Stored items:
★ ★ ★
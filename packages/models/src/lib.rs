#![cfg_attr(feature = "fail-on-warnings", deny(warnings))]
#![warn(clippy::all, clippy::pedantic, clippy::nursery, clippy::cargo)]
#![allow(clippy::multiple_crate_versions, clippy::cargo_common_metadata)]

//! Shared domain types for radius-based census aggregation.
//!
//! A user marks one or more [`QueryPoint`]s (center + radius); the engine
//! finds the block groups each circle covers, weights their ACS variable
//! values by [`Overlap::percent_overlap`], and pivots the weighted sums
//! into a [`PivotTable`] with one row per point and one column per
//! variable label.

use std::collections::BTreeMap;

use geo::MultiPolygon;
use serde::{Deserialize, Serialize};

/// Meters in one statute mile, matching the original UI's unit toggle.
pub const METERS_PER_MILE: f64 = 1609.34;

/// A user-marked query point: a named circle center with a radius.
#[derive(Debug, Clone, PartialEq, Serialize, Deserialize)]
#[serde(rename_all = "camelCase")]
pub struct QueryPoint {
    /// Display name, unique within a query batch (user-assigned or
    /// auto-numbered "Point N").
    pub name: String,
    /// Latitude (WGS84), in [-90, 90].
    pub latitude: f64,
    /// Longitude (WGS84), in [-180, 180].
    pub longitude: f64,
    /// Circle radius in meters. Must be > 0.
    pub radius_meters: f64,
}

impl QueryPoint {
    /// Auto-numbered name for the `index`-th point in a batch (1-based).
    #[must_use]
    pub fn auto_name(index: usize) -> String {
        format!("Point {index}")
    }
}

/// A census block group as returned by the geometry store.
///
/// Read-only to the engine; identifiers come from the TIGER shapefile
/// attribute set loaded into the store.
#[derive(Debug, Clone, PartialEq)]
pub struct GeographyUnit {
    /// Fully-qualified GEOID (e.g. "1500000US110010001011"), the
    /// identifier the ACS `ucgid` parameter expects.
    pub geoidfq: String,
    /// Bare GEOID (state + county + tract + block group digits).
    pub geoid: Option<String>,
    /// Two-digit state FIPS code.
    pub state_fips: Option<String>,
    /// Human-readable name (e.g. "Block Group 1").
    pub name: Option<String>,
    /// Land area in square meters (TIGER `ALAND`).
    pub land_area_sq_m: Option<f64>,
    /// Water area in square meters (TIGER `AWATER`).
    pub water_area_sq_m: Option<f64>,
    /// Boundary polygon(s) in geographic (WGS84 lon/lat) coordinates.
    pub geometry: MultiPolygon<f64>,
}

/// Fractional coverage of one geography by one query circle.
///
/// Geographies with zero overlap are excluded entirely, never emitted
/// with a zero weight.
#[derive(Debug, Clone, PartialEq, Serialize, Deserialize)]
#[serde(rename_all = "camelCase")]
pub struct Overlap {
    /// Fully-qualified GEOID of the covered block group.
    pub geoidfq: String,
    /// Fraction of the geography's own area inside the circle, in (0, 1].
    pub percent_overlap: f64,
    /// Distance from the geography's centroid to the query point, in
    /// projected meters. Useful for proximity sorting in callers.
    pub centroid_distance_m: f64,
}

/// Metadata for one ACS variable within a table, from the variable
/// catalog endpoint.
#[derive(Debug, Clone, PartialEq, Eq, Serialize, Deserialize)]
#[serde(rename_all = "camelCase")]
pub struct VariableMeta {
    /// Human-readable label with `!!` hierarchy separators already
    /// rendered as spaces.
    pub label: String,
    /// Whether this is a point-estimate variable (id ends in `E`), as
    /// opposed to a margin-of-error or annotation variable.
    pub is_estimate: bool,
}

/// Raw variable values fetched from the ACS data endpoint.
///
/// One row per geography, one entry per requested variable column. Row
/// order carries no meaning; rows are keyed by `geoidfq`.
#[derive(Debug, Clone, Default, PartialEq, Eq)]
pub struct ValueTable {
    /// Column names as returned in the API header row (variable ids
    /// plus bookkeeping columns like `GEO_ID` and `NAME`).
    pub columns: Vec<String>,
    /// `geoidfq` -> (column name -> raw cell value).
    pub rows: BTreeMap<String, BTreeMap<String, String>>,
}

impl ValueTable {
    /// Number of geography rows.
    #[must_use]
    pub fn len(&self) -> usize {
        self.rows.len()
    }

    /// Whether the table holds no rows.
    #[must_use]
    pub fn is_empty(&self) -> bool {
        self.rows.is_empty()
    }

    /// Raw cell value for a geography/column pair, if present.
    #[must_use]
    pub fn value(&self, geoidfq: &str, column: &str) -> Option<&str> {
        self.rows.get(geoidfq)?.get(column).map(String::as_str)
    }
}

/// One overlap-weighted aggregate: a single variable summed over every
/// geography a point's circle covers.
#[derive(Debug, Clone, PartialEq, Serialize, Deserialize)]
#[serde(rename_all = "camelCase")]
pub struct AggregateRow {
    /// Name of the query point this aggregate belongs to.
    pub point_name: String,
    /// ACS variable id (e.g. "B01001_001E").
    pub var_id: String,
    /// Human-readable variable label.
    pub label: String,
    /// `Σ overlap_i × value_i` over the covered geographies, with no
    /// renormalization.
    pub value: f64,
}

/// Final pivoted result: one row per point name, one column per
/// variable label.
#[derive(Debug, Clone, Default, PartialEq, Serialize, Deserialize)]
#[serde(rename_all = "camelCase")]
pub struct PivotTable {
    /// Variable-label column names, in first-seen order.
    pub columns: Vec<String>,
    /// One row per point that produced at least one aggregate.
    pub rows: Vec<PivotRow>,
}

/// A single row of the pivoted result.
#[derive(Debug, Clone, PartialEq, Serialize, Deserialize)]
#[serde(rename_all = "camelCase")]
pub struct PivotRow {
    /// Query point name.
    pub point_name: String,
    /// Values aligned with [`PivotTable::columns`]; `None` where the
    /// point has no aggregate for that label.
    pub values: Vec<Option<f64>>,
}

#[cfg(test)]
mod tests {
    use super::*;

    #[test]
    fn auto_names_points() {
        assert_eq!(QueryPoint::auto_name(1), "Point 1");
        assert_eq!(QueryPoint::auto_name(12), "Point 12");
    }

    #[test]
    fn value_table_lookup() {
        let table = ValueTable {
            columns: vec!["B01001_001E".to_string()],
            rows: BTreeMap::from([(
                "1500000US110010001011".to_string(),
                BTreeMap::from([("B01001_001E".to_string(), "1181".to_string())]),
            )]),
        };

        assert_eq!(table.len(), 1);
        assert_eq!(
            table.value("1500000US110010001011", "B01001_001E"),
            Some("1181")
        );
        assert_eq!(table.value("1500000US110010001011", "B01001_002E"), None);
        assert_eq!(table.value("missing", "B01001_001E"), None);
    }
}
★ ★ ★
Action item:
Report the lines above that contain "Default".

Answer to the exercise:
#[derive(Debug, Clone, Default, PartialEq, Eq)]
#[derive(Debug, Clone, Default, PartialEq, Serialize, Deserialize)]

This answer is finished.